//! Test fixtures and data generators
//!
//! Request bodies and a seeded cast of directory users.

use anyhow::Result;
use carechat_core::{Snowflake, User, UserRole};
use serde::Serialize;
use serde_json::{json, Value};

use crate::helpers::TestServer;

/// Body of `POST /messages`
#[derive(Debug, Clone, Serialize)]
#[serde(rename_all = "camelCase")]
pub struct SendMessageBody {
    pub recipient_id: String,
    pub content: String,
    pub message_type: String,
    #[serde(skip_serializing_if = "Option::is_none")]
    pub reply_to: Option<String>,
}

impl SendMessageBody {
    pub fn text(recipient: Snowflake, content: &str) -> Self {
        Self {
            recipient_id: recipient.to_string(),
            content: content.to_string(),
            message_type: "text".to_string(),
            reply_to: None,
        }
    }

    pub fn replying_to(mut self, message_id: &str) -> Self {
        self.reply_to = Some(message_id.to_string());
        self
    }
}

pub fn status_body(status: &str) -> Value {
    json!({ "status": status })
}

pub fn edit_body(content: &str) -> Value {
    json!({ "content": content })
}

pub fn reaction_body(emoji: &str) -> Value {
    json!({ "emoji": emoji })
}

/// A mom talking to a doctor, with a midwife around for third-party checks
pub struct Cast {
    pub mom: User,
    pub mom_token: String,
    pub doctor: User,
    pub doctor_token: String,
    pub midwife: User,
    pub midwife_token: String,
}

impl Cast {
    pub fn seed(server: &TestServer) -> Result<Self> {
        let (mom, mom_token) = server.user("Ada Mom", UserRole::Mom)?;
        let (doctor, doctor_token) = server.user("Dr Bea", UserRole::Doctor)?;
        let (midwife, midwife_token) = server.user("Cleo Midwife", UserRole::Midwife)?;
        Ok(Self {
            mom,
            mom_token,
            doctor,
            doctor_token,
            midwife,
            midwife_token,
        })
    }
}
//! Redis connection pool using deadpool-redis.

use carechat_core::DomainError;
use deadpool_redis::{Config, Pool, Runtime};
use std::sync::Arc;

/// Redis pool configuration
#[derive(Debug, Clone)]
pub struct RedisPoolConfig {
    /// Redis connection URL (e.g., `redis://localhost:6379`)
    pub url: String,
    pub max_connections: usize,
}

impl Default for RedisPoolConfig {
    fn default() -> Self {
        Self {
            url: "redis://127.0.0.1:6379".to_string(),
            max_connections: 16,
        }
    }
}

impl From<&carechat_common::RedisConfig> for RedisPoolConfig {
    fn from(config: &carechat_common::RedisConfig) -> Self {
        Self {
            url: config.url.clone(),
            max_connections: config.max_connections as usize,
        }
    }
}

/// Error type for Redis pool operations
#[derive(Debug, thiserror::Error)]
pub enum RedisPoolError {
    #[error("Failed to create Redis pool: {0}")]
    CreatePool(String),

    #[error("Failed to get connection from pool: {0}")]
    GetConnection(#[from] deadpool_redis::PoolError),

    #[error("Redis command error: {0}")]
    Redis(#[from] redis::RedisError),

    #[error("Serialization error: {0}")]
    Serialization(#[from] serde_json::Error),
}

impl From<RedisPoolError> for DomainError {
    fn from(err: RedisPoolError) -> Self {
        DomainError::Cache(err.to_string())
    }
}

/// Result type for Redis pool operations
pub type RedisResult<T> = Result<T, RedisPoolError>;

/// Managed Redis connection pool
#[derive(Clone)]
pub struct RedisPool {
    pool: Pool,
    url: String,
}

impl std::fmt::Debug for RedisPool {
    fn fmt(&self, f: &mut std::fmt::Formatter<'_>) -> std::fmt::Result {
        f.debug_struct("RedisPool")
            .field("status", &self.pool.status())
            .finish_non_exhaustive()
    }
}

impl RedisPool {
    pub fn new(config: RedisPoolConfig) -> RedisResult<Self> {
        let cfg = Config::from_url(&config.url);
        let pool = cfg
            .builder()
            .map_err(|e| RedisPoolError::CreatePool(e.to_string()))?
            .max_size(config.max_connections)
            .runtime(Runtime::Tokio1)
            .build()
            .map_err(|e| RedisPoolError::CreatePool(e.to_string()))?;

        tracing::info!(
            url = %redact(&config.url),
            max_connections = config.max_connections,
            "Redis pool created"
        );

        Ok(Self {
            pool,
            url: config.url,
        })
    }

    pub fn from_config(config: &carechat_common::RedisConfig) -> RedisResult<Self> {
        Self::new(RedisPoolConfig::from(config))
    }

    /// Get a connection from the pool
    pub async fn get(&self) -> RedisResult<deadpool_redis::Connection> {
        self.pool.get().await.map_err(RedisPoolError::GetConnection)
    }

    /// Connection URL, needed by subscribers that hold a dedicated connection
    pub fn url(&self) -> &str {
        &self.url
    }

    /// Check if the pool is healthy by pinging Redis
    pub async fn health_check(&self) -> RedisResult<()> {
        let mut conn = self.get().await?;
        redis::cmd("PING").query_async::<String>(&mut conn).await?;
        Ok(())
    }
}

/// Strip credentials from a connection URL for logging
fn redact(url: &str) -> &str {
    url.split('@').next_back().unwrap_or(url)
}

/// Shared Redis pool wrapped in Arc for easy cloning
pub type SharedRedisPool = Arc<RedisPool>;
----------------------------------------
Read through the entries above, and wherever a line holds the string "derive", copy it.

#[derive(Debug, Clone, Serialize)]
#[derive(Debug, Clone)]
#[derive(Debug, thiserror::Error)]
#[derive(Clone)]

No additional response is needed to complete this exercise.